Had I stayed through the fall I would surely have seen the reverse transformation, open water disappearing and the ice finally becoming solid and thick enough for the ice roads to go in. Demand for flying drops off then, but so does flyable weather. As water freezes, it gives off some heat, exactly the same amount of heat energy that will be required to melt it again. Energy is conserved in such a transformation.
Similarly. in order for liquid water to sneak out and hide inside the air (an explanation I once gave to a small child who wanted to know where the puddles had gone), it needs to absorb some energy. You're familiar with the cooling effect of evaporation from sweating or if you've ever worn wet clothes: the water takes heat from your body in order to effect its transition. That also explains why sweating or wearing wet clothes is not a very effective cooling mechanism if the air is muggy. Muggy air is saturated, with a very high relative humidity. The air contains the maximum amount of moisture it can at that temperature, so there is little tendency for sweat or moisture on your clothing to evaporate, hence no evaporative cooling.
When that water that has been sneaking around inside the air as water vapour reappears as liquid, the energy will be released again. I can't think of clearly observable examples of the heating phenomenon caused by condensation, but you can observe condensation itself as beads of water appearing on the outside of a glass of cold liquid, or on the inside of windows on a cold day.

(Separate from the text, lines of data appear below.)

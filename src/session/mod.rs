//! Session management for PTY-based process automation

mod builder;
mod spawn;

pub use builder::SessionBuilder;

use crate::buffer::BufferManager;
use crate::pattern::Pattern;
use crate::result::{ExpectError, MatchResult};
use portable_pty::{Child, ChildKiller, ExitStatus, MasterPty};
use std::ffi::OsStr;
use std::io::Write;
use std::sync::Arc;
use std::time::{Duration, Instant};
use tokio::sync::mpsc::UnboundedReceiver;
use tokio::sync::Mutex;

/// How often `wait` checks whether the process has exited.
const EXIT_POLL_INTERVAL: Duration = Duration::from_millis(50);

/// The send/expect primitives the menu driver is built on.
///
/// Every `send_line` must be followed by exactly one `await_pattern` that
/// consumes the response before the next send. [`Session`] is the production
/// implementation; tests drive the workflows through a simulated tool.
#[allow(async_fn_in_trait)]
pub trait Transport {
    /// Write `line` followed by a line terminator. Does not wait for output.
    async fn send_line(&mut self, line: &str) -> Result<(), ExpectError>;

    /// Block until `pattern` appears in output that arrived since the
    /// previous match, the timeout elapses, or the stream closes.
    async fn await_pattern(&mut self, pattern: Pattern) -> Result<MatchResult, ExpectError>;
}

/// Main session for interacting with a spawned process.
///
/// A `Session` represents a running process with an attached PTY. Output is
/// pumped by a background thread into a channel and accumulated in a bounded
/// buffer until a pattern consumes it.
///
/// # Examples
///
/// ```no_run
/// use portcfg::{Pattern, Session};
/// use std::time::Duration;
///
/// # async fn example() -> Result<(), Box<dyn std::error::Error>> {
/// let mut session = Session::builder()
///     .timeout(Duration::from_secs(30))
///     .spawn("python3", &["config.py"])?;
///
/// session.expect(Pattern::exact("==>")).await?;
/// session.send_line("1").await?;
/// # Ok(())
/// # }
/// ```
pub struct Session {
    _master: Box<dyn MasterPty + Send>,
    child: Option<Box<dyn Child + Send + Sync>>,
    output: UnboundedReceiver<Vec<u8>>,
    master_writer: Arc<Mutex<Box<dyn Write + Send>>>,
    buffer: BufferManager,
    timeout: Option<Duration>,
    eof_reached: bool,
}

impl Session {
    /// Create a new session builder.
    pub fn builder() -> SessionBuilder {
        SessionBuilder::new()
    }

    /// Spawn a program and return a session with default options.
    ///
    /// This is a shorthand for `Session::builder().spawn(program, args)`.
    pub fn spawn<S: AsRef<OsStr>>(program: &str, args: &[S]) -> Result<Self, ExpectError> {
        SessionBuilder::new().spawn(program, args)
    }

    /// Wait for a pattern to appear in the output.
    ///
    /// On success the buffer is consumed through the end of the match, so the
    /// next call only sees output that arrived afterwards.
    ///
    /// # Errors
    ///
    /// Returns an error if:
    /// - Timeout occurs before the pattern matches
    /// - EOF is reached before the pattern matches
    /// - The pattern is an empty exact string
    pub async fn expect(&mut self, pattern: Pattern) -> Result<MatchResult, ExpectError> {
        let matcher = pattern.to_matcher()?;
        let start_time = Instant::now();

        loop {
            if let Some(m) = matcher.find(self.buffer.pending()) {
                let (before, matched) = self.buffer.consume(m.start, m.end);
                log::trace!("matched {} after {} bytes", pattern, before.len());
                return Ok(MatchResult {
                    matched,
                    before,
                    captures: m.captures,
                });
            }

            if self.eof_reached {
                return Err(ExpectError::Eof {
                    before: self.buffer.pending_lossy(),
                });
            }

            let chunk = match self.timeout {
                Some(timeout) => {
                    let remaining = timeout.saturating_sub(start_time.elapsed());
                    match tokio::time::timeout(remaining, self.output.recv()).await {
                        Ok(chunk) => chunk,
                        Err(_) => {
                            return Err(ExpectError::Timeout {
                                duration: timeout,
                                before: self.buffer.pending_lossy(),
                            });
                        }
                    }
                }
                None => self.output.recv().await,
            };

            match chunk {
                Some(data) => {
                    self.buffer.append(&data);
                    log::debug!(
                        "<< {} ({} bytes pending)",
                        String::from_utf8_lossy(&data),
                        self.buffer.len()
                    );
                }
                None => self.eof_reached = true,
            }
        }
    }

    /// Send raw bytes to the process and flush them.
    pub async fn send(&mut self, data: &[u8]) -> Result<(), ExpectError> {
        let writer = self.master_writer.clone();
        let data = data.to_vec();

        tokio::task::spawn_blocking(move || {
            let mut writer = writer.blocking_lock();
            writer.write_all(&data)?;
            writer.flush()
        })
        .await
        .map_err(|e| ExpectError::IoError(std::io::Error::other(e)))??;

        Ok(())
    }

    /// Send a line to the process (appends newline).
    pub async fn send_line(&mut self, line: &str) -> Result<(), ExpectError> {
        log::debug!(">> {}", line);
        let mut data = Vec::with_capacity(line.len() + 1);
        data.extend_from_slice(line.as_bytes());
        data.push(b'\n');
        self.send(&data).await
    }

    /// Wait for the process to exit and return its exit status.
    ///
    /// The wait is bounded by the session timeout. A process still running
    /// when it elapses is killed.
    ///
    /// # Errors
    ///
    /// Returns [`ExpectError::Timeout`] if the process outlived the timeout,
    /// or [`ExpectError::ProcessExited`] if it was already reaped by a
    /// previous call.
    pub async fn wait(&mut self) -> Result<ExitStatus, ExpectError> {
        let start_time = Instant::now();

        loop {
            let child = self.child.as_mut().ok_or(ExpectError::ProcessExited)?;
            if let Some(status) = child.try_wait()? {
                self.child = None;
                return Ok(status);
            }

            if let Some(timeout) = self.timeout {
                if start_time.elapsed() >= timeout {
                    log::warn!("process still running after {:?}, killing it", timeout);
                    child.kill()?;
                    return Err(ExpectError::Timeout {
                        duration: timeout,
                        before: self.buffer.pending_lossy(),
                    });
                }
            }

            tokio::time::sleep(EXIT_POLL_INTERVAL).await;
        }
    }
}

impl Transport for Session {
    async fn send_line(&mut self, line: &str) -> Result<(), ExpectError> {
        Session::send_line(self, line).await
    }

    async fn await_pattern(&mut self, pattern: Pattern) -> Result<MatchResult, ExpectError> {
        self.expect(pattern).await
    }
}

There are two more possible transformations between different phases of water, but a lot of people have never acknowledged their existence. Lets start with the freezer compartment of a refrigerator. We'll assume that you are careful and never spill your icecube trays when you're putting them, full of water, into the freezer. Even if you did, you know you'd get a puddle at the bottom of the freezer compartment and some would run out onto the floor and some would freeze there at the bottom, permanently attaching the frozen broccoli to the freezer. So how does there get to be ice stuck to the inside top of the freezer? There's never any liquid water dripping there. The answer is that water vapour present in the freezer compartment deposits directly onto surfaces it finds there, transforming directly into the solid phase. And unless you and your party animal friends use a lot of ice cubes, you've probably noticed that ice cubes left in the freezer gradually shrink. They aren't melting: the water is going directly to vapour, called sublimation. As you might guess, it takes energy to sublimate, and the amount required is equal to the amount required to melt plus the amount required to evaporate. There's no shortcut. It's not like on the airlines where a ticket from Toronto to Halifax costs more than a ticket from Toronto to London, England.
So that's my whole point today. Water can be solid, liquid or vapour. It can transform up or down that sequence, one step at a time or two steps at once. It costs energy, taken from the environment, to go up or down that sequence, and the energy required is the same whether or not you stop off at the intermediate phase. When you go back down the sequence, the same amount of energy is returned. So even though you probably associate the formation of little droplets of water--as mist, on your plumbing, or on a cold drink--with cold things, try to remember that that little droplet of water brought a little teeny bit of heat with it as it appeared.